### WORK INSTRUCTION:
Using the entries that follow, collect the lines where the word "StockResult" appears.

Stored items

- - -

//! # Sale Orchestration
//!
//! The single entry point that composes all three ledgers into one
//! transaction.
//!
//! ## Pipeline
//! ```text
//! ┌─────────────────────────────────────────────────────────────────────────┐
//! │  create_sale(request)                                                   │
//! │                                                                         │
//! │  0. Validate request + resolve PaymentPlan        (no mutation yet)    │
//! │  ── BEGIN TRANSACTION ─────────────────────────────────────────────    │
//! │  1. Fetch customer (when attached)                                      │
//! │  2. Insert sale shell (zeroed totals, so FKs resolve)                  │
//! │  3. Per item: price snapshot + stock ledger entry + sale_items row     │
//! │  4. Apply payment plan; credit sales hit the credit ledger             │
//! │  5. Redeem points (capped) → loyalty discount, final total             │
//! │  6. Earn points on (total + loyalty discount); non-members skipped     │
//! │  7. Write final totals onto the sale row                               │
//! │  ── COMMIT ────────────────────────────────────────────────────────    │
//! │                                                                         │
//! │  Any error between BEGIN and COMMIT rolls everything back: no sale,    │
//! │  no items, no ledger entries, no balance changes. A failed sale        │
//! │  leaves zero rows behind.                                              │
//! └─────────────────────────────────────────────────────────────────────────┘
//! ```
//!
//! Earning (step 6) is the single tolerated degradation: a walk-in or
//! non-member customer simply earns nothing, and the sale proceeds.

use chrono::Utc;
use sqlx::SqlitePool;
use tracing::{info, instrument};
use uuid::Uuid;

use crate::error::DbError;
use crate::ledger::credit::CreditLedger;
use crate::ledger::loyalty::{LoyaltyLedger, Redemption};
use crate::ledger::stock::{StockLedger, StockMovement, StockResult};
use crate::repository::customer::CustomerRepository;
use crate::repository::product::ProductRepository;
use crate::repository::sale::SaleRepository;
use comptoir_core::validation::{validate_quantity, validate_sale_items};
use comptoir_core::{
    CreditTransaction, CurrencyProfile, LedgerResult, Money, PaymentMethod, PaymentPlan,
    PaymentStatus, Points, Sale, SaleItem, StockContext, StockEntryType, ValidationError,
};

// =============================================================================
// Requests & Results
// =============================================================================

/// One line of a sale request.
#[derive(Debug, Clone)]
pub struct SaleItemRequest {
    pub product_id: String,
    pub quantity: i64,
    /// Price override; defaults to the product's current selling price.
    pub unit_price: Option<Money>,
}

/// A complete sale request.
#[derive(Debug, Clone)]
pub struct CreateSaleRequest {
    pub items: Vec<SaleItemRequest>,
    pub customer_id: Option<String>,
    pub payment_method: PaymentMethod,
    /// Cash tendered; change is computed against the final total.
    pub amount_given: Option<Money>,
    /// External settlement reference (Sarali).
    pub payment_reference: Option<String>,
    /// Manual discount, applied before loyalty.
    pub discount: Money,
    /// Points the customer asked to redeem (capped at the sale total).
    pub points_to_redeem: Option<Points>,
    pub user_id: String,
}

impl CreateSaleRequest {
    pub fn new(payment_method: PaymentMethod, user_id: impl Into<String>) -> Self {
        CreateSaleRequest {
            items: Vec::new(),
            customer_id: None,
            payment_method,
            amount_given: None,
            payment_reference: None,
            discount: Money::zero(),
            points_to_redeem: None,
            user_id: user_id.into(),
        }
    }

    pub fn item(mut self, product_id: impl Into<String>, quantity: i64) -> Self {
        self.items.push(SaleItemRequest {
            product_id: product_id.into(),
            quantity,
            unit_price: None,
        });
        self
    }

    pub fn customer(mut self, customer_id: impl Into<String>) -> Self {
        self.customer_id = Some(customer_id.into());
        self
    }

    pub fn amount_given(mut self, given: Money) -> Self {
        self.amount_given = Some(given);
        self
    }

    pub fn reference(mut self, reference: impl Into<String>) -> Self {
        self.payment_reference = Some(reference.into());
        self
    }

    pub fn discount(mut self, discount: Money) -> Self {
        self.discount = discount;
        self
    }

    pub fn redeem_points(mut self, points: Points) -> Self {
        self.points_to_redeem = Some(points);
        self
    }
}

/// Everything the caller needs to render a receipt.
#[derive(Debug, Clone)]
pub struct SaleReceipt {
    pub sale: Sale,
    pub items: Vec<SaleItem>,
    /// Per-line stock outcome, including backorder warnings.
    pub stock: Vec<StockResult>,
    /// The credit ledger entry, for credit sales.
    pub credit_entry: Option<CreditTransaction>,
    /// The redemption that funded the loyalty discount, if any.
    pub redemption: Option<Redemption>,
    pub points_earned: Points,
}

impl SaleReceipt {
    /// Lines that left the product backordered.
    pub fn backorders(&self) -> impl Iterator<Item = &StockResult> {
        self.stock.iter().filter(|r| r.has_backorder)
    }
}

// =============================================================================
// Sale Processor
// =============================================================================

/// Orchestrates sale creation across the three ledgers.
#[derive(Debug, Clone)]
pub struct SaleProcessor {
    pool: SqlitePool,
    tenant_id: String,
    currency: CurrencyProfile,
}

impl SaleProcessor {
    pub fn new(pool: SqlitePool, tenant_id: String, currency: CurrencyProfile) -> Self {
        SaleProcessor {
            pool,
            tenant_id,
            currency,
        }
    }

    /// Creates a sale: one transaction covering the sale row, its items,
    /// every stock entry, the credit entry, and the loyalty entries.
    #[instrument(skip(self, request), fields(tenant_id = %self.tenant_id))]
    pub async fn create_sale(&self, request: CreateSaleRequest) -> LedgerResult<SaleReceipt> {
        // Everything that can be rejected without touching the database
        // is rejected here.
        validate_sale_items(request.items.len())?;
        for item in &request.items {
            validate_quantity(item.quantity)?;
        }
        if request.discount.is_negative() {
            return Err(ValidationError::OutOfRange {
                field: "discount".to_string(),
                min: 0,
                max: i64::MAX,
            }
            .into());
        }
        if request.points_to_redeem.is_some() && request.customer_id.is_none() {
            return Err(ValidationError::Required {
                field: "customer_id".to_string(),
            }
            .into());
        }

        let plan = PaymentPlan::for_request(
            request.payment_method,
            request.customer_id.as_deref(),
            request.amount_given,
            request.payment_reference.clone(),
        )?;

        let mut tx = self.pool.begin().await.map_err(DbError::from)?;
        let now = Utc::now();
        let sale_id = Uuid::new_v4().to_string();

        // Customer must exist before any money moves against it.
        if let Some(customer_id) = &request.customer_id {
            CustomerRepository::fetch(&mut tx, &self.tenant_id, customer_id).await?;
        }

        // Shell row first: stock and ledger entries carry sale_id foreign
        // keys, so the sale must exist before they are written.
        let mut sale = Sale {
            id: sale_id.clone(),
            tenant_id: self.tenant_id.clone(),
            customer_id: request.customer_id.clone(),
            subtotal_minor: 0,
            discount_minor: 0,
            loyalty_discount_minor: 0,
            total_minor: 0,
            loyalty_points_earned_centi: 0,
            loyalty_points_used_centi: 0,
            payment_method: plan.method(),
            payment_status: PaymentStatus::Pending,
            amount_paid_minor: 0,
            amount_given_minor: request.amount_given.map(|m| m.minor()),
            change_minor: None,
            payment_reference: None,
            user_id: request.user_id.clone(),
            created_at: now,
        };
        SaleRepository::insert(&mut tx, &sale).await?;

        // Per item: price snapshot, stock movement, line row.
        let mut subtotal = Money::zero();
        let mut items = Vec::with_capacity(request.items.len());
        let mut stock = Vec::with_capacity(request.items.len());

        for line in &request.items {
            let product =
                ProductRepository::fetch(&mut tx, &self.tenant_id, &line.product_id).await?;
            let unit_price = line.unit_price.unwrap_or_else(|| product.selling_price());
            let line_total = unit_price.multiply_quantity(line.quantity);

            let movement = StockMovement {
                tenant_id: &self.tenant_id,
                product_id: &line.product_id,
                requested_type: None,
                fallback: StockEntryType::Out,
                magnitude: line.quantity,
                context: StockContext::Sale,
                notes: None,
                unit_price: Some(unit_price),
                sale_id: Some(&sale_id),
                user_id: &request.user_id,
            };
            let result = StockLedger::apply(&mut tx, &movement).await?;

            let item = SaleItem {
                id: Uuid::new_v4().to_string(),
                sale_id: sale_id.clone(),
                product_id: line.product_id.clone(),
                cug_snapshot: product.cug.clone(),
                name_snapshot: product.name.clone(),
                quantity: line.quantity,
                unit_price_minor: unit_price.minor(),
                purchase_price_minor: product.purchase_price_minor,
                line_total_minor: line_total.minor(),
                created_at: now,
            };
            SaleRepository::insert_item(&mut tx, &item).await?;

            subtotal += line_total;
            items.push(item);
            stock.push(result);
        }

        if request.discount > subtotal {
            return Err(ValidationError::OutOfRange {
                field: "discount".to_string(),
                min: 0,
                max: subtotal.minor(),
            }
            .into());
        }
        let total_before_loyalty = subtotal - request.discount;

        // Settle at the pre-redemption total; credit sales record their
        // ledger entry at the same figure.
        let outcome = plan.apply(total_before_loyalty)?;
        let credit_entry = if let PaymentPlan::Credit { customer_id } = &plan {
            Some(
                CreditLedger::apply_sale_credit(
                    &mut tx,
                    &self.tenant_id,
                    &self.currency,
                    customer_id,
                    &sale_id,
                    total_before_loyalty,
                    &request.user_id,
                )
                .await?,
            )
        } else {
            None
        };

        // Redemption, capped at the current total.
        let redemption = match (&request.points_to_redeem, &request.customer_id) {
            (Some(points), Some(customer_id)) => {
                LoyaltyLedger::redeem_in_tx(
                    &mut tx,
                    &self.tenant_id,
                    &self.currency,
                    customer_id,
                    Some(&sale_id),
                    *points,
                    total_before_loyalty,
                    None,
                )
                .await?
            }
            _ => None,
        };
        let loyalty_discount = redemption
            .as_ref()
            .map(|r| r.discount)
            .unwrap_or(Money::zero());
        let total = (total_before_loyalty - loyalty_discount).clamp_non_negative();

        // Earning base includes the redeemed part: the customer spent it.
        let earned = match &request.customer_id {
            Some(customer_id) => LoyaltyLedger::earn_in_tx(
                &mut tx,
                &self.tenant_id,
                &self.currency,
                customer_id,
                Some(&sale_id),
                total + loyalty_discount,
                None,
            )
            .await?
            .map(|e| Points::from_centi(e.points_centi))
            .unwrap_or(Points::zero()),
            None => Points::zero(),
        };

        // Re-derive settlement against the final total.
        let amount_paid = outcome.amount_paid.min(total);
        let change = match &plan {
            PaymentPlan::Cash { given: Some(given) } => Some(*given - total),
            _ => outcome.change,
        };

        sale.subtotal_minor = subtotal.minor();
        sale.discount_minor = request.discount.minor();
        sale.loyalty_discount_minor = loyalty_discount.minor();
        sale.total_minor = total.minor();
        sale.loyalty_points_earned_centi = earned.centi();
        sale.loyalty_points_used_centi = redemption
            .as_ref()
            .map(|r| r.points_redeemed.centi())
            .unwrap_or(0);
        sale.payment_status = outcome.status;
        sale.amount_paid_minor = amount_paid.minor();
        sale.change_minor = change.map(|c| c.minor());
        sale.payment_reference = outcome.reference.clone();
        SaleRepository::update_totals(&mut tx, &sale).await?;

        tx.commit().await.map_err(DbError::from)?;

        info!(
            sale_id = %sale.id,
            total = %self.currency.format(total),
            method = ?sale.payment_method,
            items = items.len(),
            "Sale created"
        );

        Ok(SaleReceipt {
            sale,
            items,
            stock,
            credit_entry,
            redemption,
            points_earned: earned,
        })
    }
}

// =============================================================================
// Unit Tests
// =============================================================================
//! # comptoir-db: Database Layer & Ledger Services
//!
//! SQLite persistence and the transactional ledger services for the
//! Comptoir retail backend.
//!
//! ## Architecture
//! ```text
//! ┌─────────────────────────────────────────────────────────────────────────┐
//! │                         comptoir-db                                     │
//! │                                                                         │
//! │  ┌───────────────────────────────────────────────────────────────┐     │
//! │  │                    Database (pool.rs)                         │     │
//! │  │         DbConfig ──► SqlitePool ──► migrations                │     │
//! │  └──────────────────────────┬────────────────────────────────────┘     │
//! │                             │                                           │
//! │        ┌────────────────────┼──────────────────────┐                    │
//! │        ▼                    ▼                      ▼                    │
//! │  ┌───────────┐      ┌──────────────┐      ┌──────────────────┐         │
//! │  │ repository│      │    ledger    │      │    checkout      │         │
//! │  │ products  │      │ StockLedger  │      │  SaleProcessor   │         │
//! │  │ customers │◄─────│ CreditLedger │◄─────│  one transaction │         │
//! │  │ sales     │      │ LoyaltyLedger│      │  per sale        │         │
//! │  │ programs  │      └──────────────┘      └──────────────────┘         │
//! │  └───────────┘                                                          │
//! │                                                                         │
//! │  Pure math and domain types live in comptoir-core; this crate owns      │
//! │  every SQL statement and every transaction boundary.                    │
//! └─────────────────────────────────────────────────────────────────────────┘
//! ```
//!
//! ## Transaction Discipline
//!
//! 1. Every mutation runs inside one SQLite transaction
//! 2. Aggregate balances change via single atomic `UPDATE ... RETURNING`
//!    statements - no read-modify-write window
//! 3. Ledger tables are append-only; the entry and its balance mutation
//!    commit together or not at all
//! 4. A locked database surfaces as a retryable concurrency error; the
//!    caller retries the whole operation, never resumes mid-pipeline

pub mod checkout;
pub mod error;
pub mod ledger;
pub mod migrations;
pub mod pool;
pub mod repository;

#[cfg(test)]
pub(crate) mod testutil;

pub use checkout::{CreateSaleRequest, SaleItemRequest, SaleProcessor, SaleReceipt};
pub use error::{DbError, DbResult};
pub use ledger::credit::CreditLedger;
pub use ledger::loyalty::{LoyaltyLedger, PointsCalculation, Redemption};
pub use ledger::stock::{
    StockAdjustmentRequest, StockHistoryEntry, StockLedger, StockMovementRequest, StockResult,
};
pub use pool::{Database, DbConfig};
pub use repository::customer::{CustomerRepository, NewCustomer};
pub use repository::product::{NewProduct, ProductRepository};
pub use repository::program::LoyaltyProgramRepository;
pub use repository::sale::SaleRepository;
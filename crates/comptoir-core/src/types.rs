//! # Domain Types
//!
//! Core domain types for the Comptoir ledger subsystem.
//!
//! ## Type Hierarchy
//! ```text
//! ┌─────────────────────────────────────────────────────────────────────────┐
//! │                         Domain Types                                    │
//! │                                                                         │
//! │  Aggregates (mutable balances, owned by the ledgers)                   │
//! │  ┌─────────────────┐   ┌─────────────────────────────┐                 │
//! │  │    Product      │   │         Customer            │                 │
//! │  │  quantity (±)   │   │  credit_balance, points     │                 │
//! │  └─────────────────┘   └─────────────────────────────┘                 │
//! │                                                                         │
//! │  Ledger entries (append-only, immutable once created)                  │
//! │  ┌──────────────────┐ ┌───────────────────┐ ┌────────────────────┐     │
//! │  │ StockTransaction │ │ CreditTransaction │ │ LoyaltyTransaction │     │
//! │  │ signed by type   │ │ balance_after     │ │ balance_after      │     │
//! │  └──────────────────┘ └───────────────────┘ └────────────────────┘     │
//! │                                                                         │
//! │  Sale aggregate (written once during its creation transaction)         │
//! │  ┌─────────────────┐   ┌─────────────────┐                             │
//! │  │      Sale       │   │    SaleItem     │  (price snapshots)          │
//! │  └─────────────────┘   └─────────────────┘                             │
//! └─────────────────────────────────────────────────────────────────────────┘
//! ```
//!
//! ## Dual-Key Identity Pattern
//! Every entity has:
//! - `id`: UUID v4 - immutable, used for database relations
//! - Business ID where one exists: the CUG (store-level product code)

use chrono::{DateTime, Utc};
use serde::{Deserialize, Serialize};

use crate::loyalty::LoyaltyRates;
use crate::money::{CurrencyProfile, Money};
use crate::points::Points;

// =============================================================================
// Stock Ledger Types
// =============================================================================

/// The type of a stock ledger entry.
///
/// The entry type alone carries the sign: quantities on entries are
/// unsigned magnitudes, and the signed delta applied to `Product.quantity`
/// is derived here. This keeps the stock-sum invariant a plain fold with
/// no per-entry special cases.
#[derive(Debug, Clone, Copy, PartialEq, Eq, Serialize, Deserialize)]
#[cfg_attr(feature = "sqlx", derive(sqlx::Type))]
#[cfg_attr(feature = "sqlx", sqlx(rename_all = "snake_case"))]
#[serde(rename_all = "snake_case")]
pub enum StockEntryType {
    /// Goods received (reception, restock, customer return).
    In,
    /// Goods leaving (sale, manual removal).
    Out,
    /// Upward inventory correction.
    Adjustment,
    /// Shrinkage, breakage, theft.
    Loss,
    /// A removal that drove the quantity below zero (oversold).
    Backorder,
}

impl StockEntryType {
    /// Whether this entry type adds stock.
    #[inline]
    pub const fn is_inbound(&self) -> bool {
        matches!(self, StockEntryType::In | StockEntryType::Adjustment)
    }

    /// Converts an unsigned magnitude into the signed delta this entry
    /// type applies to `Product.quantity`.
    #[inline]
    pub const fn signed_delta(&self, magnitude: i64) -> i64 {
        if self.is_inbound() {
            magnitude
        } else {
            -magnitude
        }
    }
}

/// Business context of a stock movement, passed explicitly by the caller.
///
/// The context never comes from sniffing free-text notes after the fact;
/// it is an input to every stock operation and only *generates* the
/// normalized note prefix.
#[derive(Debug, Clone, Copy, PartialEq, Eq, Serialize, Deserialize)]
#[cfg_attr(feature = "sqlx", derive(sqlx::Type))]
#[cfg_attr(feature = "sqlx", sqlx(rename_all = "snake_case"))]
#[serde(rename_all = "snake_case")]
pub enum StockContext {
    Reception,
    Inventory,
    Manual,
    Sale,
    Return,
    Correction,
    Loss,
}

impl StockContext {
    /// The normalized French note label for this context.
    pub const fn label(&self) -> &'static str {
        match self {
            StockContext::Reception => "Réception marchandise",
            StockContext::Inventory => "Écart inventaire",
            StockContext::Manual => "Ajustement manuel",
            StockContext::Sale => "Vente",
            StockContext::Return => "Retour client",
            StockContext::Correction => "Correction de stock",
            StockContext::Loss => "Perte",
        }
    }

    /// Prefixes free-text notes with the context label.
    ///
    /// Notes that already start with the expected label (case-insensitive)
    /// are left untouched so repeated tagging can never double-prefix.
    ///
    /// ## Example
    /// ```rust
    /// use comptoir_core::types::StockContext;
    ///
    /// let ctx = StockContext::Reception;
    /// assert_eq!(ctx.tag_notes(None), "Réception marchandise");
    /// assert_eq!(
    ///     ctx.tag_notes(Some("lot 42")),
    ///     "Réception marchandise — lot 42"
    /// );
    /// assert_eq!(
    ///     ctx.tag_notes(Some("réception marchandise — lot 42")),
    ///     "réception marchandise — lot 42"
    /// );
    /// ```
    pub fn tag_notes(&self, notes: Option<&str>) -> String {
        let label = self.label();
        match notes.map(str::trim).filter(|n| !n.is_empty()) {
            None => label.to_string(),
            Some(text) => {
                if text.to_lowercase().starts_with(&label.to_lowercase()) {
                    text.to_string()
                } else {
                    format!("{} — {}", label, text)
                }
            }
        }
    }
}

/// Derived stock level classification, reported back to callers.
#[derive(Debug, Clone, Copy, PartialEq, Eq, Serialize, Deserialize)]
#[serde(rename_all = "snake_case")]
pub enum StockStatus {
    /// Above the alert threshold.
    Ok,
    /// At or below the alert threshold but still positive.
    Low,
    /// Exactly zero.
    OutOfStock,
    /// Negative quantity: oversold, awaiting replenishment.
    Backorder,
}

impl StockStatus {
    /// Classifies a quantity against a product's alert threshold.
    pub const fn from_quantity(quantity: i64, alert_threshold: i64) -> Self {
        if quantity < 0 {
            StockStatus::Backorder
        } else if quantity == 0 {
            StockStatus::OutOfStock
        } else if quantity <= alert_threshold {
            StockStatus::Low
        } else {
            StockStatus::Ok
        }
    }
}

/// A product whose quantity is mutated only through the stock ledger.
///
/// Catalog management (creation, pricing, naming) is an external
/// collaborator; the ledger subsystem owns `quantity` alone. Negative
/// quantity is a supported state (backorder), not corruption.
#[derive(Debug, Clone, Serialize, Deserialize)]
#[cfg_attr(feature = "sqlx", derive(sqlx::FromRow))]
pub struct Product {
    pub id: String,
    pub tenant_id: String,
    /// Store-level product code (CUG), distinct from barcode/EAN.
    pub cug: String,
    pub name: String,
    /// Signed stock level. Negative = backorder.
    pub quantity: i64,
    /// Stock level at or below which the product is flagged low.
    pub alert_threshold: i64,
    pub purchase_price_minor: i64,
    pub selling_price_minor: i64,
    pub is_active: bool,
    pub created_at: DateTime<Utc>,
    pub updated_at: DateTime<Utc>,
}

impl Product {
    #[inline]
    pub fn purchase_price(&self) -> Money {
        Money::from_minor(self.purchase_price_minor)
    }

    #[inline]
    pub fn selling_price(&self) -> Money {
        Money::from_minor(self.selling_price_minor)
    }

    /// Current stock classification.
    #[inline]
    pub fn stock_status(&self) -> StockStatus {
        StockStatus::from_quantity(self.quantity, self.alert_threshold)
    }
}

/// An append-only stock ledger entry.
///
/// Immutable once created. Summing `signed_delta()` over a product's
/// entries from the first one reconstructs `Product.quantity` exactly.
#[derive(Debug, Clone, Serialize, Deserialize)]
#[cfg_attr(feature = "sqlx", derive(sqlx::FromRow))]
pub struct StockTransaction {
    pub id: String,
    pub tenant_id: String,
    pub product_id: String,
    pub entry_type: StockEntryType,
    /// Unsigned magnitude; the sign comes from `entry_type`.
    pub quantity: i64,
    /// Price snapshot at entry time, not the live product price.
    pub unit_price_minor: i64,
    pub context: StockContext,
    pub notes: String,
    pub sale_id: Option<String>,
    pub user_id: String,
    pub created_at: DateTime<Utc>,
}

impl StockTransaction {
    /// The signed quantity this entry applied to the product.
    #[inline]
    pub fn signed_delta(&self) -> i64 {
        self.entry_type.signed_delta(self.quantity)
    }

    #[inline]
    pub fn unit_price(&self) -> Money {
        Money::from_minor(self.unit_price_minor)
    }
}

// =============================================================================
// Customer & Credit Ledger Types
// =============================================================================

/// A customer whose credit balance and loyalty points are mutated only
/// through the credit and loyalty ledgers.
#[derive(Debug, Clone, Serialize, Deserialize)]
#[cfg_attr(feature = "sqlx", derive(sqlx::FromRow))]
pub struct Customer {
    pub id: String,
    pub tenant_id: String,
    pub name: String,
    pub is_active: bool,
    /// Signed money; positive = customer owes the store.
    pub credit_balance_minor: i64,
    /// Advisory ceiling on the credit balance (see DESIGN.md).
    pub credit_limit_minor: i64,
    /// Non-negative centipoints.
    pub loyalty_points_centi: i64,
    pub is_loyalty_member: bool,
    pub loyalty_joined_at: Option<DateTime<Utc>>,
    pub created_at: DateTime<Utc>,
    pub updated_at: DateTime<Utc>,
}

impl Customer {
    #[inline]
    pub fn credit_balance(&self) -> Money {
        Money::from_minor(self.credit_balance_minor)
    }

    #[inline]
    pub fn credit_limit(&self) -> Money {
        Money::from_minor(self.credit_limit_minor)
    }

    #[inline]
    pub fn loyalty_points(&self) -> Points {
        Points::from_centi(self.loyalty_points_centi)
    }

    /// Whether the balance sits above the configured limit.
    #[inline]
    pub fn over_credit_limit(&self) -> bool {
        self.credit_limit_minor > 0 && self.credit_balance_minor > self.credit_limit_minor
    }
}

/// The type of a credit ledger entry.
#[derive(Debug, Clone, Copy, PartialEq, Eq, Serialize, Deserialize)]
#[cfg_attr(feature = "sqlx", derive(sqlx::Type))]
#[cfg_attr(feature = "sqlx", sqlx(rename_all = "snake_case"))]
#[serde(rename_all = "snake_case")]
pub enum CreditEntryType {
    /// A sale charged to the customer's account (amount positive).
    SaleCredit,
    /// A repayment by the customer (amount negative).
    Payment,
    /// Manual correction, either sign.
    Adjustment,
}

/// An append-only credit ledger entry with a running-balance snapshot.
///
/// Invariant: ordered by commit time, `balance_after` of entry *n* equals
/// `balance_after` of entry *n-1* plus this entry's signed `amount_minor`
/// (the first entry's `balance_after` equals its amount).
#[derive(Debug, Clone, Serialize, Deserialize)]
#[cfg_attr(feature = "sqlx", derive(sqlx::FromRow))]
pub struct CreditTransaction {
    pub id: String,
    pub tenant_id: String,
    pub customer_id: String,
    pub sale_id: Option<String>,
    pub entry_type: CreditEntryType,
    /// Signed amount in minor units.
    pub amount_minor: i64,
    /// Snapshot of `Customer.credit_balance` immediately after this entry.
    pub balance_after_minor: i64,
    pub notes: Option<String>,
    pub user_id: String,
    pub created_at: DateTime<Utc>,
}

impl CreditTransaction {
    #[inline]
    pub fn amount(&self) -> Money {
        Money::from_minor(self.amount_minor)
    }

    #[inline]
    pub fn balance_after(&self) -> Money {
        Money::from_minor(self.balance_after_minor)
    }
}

- - -

### SOLUTION TO THE PROBLEM:
use crate::ledger::stock::{StockLedger, StockMovement, StockResult};
    pub stock: Vec<StockResult>,
    pub fn backorders(&self) -> impl Iterator<Item = &StockResult> {
    StockAdjustmentRequest, StockHistoryEntry, StockLedger, StockMovementRequest, StockResult,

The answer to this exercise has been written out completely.